Saved entries:
========
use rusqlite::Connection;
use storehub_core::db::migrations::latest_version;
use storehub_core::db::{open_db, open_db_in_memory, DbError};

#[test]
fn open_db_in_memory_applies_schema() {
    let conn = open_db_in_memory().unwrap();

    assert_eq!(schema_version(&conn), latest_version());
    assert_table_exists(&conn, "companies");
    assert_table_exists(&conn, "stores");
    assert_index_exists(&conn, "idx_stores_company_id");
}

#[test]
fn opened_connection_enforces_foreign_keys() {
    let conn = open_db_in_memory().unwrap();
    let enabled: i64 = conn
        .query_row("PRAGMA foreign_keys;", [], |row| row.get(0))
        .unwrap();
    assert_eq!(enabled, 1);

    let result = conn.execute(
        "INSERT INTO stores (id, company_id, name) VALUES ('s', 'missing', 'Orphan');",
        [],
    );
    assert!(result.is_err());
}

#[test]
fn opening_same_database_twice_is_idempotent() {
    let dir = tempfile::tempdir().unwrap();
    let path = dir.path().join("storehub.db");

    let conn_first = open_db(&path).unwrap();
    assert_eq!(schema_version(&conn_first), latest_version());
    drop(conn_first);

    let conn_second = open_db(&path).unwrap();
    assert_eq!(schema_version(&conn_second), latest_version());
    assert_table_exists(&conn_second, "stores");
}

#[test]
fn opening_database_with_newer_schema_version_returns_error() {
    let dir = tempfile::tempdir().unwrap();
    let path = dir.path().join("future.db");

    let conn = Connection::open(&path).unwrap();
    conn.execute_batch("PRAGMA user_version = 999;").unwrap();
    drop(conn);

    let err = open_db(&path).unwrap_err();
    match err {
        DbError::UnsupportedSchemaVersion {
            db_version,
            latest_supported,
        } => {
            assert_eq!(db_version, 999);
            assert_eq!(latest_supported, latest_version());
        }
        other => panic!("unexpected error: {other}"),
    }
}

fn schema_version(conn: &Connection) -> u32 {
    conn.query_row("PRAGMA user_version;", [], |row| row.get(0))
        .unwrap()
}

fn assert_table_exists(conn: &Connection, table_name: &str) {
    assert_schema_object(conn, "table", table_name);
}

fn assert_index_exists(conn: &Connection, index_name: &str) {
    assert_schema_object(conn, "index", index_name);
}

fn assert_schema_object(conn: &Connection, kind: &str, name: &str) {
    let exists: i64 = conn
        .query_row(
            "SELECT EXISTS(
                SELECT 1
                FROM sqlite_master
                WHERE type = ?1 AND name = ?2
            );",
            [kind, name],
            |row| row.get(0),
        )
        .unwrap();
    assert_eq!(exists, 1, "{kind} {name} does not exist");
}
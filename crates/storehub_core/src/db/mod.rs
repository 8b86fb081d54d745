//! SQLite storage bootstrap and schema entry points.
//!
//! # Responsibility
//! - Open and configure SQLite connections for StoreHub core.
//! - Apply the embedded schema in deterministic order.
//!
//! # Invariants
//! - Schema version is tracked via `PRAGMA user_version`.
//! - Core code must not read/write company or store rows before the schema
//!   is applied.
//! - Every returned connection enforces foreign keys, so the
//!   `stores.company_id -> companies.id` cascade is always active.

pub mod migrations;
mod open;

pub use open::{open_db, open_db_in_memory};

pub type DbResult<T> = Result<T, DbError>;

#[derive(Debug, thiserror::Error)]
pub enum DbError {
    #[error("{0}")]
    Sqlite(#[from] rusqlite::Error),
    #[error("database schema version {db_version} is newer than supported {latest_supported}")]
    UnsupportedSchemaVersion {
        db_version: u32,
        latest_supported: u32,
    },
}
========
§ **Task description**
Wherever a line of the data above contains "path", copy that line.

§ **Answer box**
    let path = dir.path().join("storehub.db");
    let conn_first = open_db(&path).unwrap();
    let conn_second = open_db(&path).unwrap();
    let path = dir.path().join("future.db");
    let conn = Connection::open(&path).unwrap();
    let err = open_db(&path).unwrap_err();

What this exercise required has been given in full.